Task goal. Starting at the first line of the data below, repeat each line word for word up to and including the line with "Adds to the".

-- -- --

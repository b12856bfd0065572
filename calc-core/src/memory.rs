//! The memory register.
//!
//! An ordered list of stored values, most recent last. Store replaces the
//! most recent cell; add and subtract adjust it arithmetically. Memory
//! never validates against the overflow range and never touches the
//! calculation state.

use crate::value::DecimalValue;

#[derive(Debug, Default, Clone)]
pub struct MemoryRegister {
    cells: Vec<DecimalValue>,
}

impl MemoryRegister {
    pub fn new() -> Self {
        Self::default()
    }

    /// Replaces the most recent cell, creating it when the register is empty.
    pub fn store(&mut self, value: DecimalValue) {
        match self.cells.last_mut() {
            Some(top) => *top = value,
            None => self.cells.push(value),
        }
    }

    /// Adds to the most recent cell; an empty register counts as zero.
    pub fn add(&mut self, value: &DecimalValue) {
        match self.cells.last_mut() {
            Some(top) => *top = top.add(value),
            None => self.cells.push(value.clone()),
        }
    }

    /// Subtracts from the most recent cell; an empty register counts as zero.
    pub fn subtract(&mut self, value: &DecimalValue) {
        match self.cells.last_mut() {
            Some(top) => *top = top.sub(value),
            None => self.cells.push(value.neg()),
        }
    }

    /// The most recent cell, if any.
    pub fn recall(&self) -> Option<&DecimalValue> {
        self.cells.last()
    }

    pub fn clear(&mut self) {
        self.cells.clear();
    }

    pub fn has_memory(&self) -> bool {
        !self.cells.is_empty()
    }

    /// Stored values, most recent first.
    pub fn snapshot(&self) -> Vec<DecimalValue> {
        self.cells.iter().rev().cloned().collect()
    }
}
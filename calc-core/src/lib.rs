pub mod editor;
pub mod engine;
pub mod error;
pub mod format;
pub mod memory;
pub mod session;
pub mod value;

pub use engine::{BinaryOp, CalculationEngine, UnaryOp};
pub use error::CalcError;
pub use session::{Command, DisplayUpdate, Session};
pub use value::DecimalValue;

-- -- --

Result.
repository b12856bfd0065572
filename calc-core/src/memory.rs
//! The memory register.
//!
//! An ordered list of stored values, most recent last. Store replaces the
//! most recent cell; add and subtract adjust it arithmetically. Memory
//! never validates against the overflow range and never touches the
//! calculation state.

use crate::value::DecimalValue;

#[derive(Debug, Default, Clone)]
pub struct MemoryRegister {
    cells: Vec<DecimalValue>,
}

impl MemoryRegister {
    pub fn new() -> Self {
        Self::default()
    }

    /// Replaces the most recent cell, creating it when the register is empty.
    pub fn store(&mut self, value: DecimalValue) {
        match self.cells.last_mut() {
            Some(top) => *top = value,
            None => self.cells.push(value),
        }
    }

    /// Adds to the most recent cell; an empty register counts as zero.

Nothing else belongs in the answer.